Sometimes love stories are not love stories, and sometimes they are if only for a minute.
Sometimes there is romance and grandiose gestures and we wish to fall in a New York minute heart beat, but we simply don’t.
We sit at a large brown oak or cedar or mahogany table with orange sequined and yellow tablecloths, beside bursts of yellow sunshine and red roses that don’t smell as sweetly as they should. Robbing the world and morning of joy it believes it deserves—and it does deserve it really, it deserves the love and warmth lingering from the night before that doesn’t always stay.
And do I wish to stay with you.
As I write this half my heart is already pulling on your big grey sweater and running out the door to drink a coffee with you.
I want the walls of this beautiful house to be full of hearty laughter, of the sounds of tongues dancing and lips moving and hands lifting clothes too big for my slender waist.
I feel the click of the white door as I lock it, and the crumple of the blankets as I crawl into a separate bed, alone, each night and feel as if we are missing the moon while we look beneath the sheets for the stars.
Yet I sleep alone anyway—for my red heart swells tenderly in my chest for you and I do not allow men in my bed unless they intend on keeping my whole heart and I do not know yet, if I want your whole heart.

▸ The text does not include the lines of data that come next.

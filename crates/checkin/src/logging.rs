//! Logging configuration for checkin.
//!
//! This module provides initialization for the tracing-based logging used
//! throughout the crate. Operator-facing messages go to stdout; log output
//! goes to stderr so the two never interleave in piped output.

use tracing::Level;
use tracing_subscriber::{fmt, prelude::*, EnvFilter};

/// Verbosity level for logging output.
#[derive(Debug, Clone, Copy, PartialEq, Eq, Default)]
pub enum Verbosity {
    /// Suppress all output except errors.
    Quiet,
    /// Normal output level (warnings and above).
    #[default]
    Normal,
    /// Verbose output (debug and above).
    Verbose,
    /// Very verbose output (trace level).
    Trace,
}

impl Verbosity {
    /// Convert verbosity to tracing level filter.
    #[must_use]
    pub fn to_level_filter(&self) -> Level {
        match self {
            Self::Quiet => Level::ERROR,
            Self::Normal => Level::WARN,
            Self::Verbose => Level::DEBUG,
            Self::Trace => Level::TRACE,
        }
    }
}

/// Initialize the logging system.
///
/// This should be called once at startup. `RUST_LOG` takes precedence over
/// the `verbosity` parameter when set.
///
/// # Examples
///
/// ```no_run
/// use checkin::{init_logging, logging::Verbosity};
///
/// init_logging(Verbosity::Verbose);
/// ```
pub fn init_logging(verbosity: Verbosity) {
    let default_filter = format!("checkin={}", verbosity.to_level_filter());

    let env_filter = EnvFilter::try_from_default_env()
        .unwrap_or_else(|_| EnvFilter::new(&default_filter));

    let subscriber = tracing_subscriber::registry().with(env_filter).with(
        fmt::layer()
            .with_writer(std::io::stderr)
            .with_target(true)
            .with_thread_ids(false)
            .with_file(false)
            .with_line_number(false),
    );

    // Ignore the error if a subscriber is already installed
    let _ = subscriber.try_init();
}

/// Initialize logging for tests.
///
/// Only warnings and errors are logged to keep test output clean.
#[cfg(test)]
pub fn init_test_logging() {
    let _ = tracing_subscriber::fmt()
        .with_env_filter("warn")
        .with_test_writer()
        .try_init();
}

This feels cold, as I speak it from the end of your bed, when you desire a warm body beside you—but it is the kindest thing I can do for your tired heart.
You are so ready to be loved richly—and if it is not I to do so, I do not wish to fill the space another must walk into.

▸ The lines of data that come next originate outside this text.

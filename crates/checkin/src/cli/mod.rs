//! Command-line interface for checkin.
//!
//! This module provides the CLI structure for the `checkin` binary.

mod commands;

use std::path::PathBuf;

use clap::{Parser, Subcommand};

pub use commands::{
    AddCommand, ConfigCommand, HistoryCommand, QrCommand, RegisterCommand, RosterCommand,
    ScanCommand, StatusCommand,
};

/// checkin - Event attendance by QR code or roster
///
/// Scan attendee QR codes or pick names from the roster to record one
/// check-in per person per day.
#[derive(Debug, Parser)]
#[command(name = "checkin")]
#[command(author, version, about, long_about = None)]
#[command(propagate_version = true)]
pub struct Cli {
    /// Path to custom configuration file
    #[arg(short, long, global = true, value_name = "FILE")]
    pub config: Option<PathBuf>,

    /// Increase verbosity (-v for debug, -vv for trace)
    #[arg(short, long, action = clap::ArgAction::Count, global = true)]
    pub verbose: u8,

    /// Suppress all output except errors
    #[arg(short, long, global = true)]
    pub quiet: bool,

    /// The command to execute
    #[command(subcommand)]
    pub command: Command,
}

/// Available commands.
#[derive(Debug, Subcommand)]
pub enum Command {
    /// Scan a QR code and register its holder
    Scan(ScanCommand),

    /// Register a name from the roster
    Register(RegisterCommand),

    /// Add a new name to the roster and register it
    Add(AddCommand),

    /// View or edit the roster
    #[command(subcommand)]
    Roster(RosterCommand),

    /// Show recent check-ins
    History(HistoryCommand),

    /// Show roster and attendance counts
    Status(StatusCommand),

    /// Generate a QR code image for every roster name
    Qr(QrCommand),

    /// View or validate configuration
    #[command(subcommand)]
    Config(ConfigCommand),
}

impl Cli {
    /// Get the verbosity level based on flags.
    #[must_use]
    pub fn verbosity(&self) -> crate::logging::Verbosity {
        if self.quiet {
            crate::logging::Verbosity::Quiet
        } else {
            match self.verbose {
                0 => crate::logging::Verbosity::Normal,
                1 => crate::logging::Verbosity::Verbose,
                _ => crate::logging::Verbosity::Trace,
            }
        }
    }
}

#[cfg(test)]
mod tests {
    use super::*;
    use clap::CommandFactory;

    fn status_cli(verbose: u8, quiet: bool) -> Cli {
        Cli {
            config: None,
            verbose,
            quiet,
            command: Command::Status(StatusCommand { json: false }),
        }
    }

    #[test]
    fn test_cli_name() {
        let cli = Cli::command();
        assert_eq!(cli.get_name(), "checkin");
    }

    #[test]
    fn test_verbosity() {
        use crate::logging::Verbosity;

        assert_eq!(status_cli(0, true).verbosity(), Verbosity::Quiet);
        assert_eq!(status_cli(3, true).verbosity(), Verbosity::Quiet);
        assert_eq!(status_cli(0, false).verbosity(), Verbosity::Normal);
        assert_eq!(status_cli(1, false).verbosity(), Verbosity::Verbose);
        assert_eq!(status_cli(2, false).verbosity(), Verbosity::Trace);
    }

    #[test]
    fn test_cli_verify() {
        Cli::command().debug_assert();
    }

    #[test]
    fn test_parse_scan() {
        let cli = Cli::try_parse_from(["checkin", "scan", "--frames", "/tmp/cam", "--yes"]).unwrap();
        match cli.command {
            Command::Scan(cmd) => {
                assert_eq!(cmd.frames, Some(PathBuf::from("/tmp/cam")));
                assert!(cmd.yes);
            }
            other => panic!("unexpected command: {other:?}"),
        }
    }

    #[test]
    fn test_parse_register_keeps_spaces() {
        let cli = Cli::try_parse_from(["checkin", "register", "Jane Smith"]).unwrap();
        match cli.command {
            Command::Register(cmd) => assert_eq!(cmd.name, "Jane Smith"),
            other => panic!("unexpected command: {other:?}"),
        }
    }

    #[test]
    fn test_parse_roster_list_filter() {
        let cli = Cli::try_parse_from(["checkin", "roster", "list", "-f", "ali", "--json"]).unwrap();
        assert!(matches!(
            cli.command,
            Command::Roster(RosterCommand::List { filter: Some(ref f), json: true }) if f == "ali"
        ));
    }

    #[test]
    fn test_parse_history_defaults() {
        let cli = Cli::try_parse_from(["checkin", "history"]).unwrap();
        match cli.command {
            Command::History(cmd) => {
                assert_eq!(cmd.limit, None);
                assert!(!cmd.today);
            }
            other => panic!("unexpected command: {other:?}"),
        }
    }

    #[test]
    fn test_parse_qr_output() {
        let cli = Cli::try_parse_from(["checkin", "qr", "-o", "badges"]).unwrap();
        assert!(matches!(cli.command, Command::Qr(QrCommand { output: Some(_), .. })));
    }

    #[test]
    fn test_add_requires_name() {
        assert!(Cli::try_parse_from(["checkin", "add"]).is_err());
    }

    #[test]
    fn test_parse_with_config() {
        let args = vec!["checkin", "-c", "/custom/config.toml", "status"];
        let cli = Cli::try_parse_from(args).unwrap();
        assert_eq!(cli.config, Some(PathBuf::from("/custom/config.toml")));
    }

    #[test]
    fn test_parse_with_verbose() {
        let cli = Cli::try_parse_from(["checkin", "-vv", "status"]).unwrap();
        assert_eq!(cli.verbose, 2);
    }

    #[test]
    fn test_parse_with_quiet() {
        let cli = Cli::try_parse_from(["checkin", "-q", "status"]).unwrap();
        assert!(cli.quiet);
    }
}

If it is me, I want to drink coffee, naked on the floor and listen to classical music or not classical music and disappear from the world with you—sink into the cracks and fall in love.
Hold hands walking upon red dirt at dusk through blue mountains and pine cones and snow-covered peaks. Listen to the crunch crunch and the rise and fall of my lungs working beneath my chest.
I want soft white and orange paws with a freckled nose to walk before me and your round brown hat and red beard to follow me.
I want to take your warmth in the morning and the evening and give you mine back in the afternoon.
I want you to relax into me—not collapse into me.
You take care of yourself well enough, but I want you to take care of you harder. I want to cook you hearty meals, or pretend to cook you hearty meals—have something hot to nourish your body midday.
I want to buy candles that smell like lavender and matchboxes with a red ship drawn on, when there is none.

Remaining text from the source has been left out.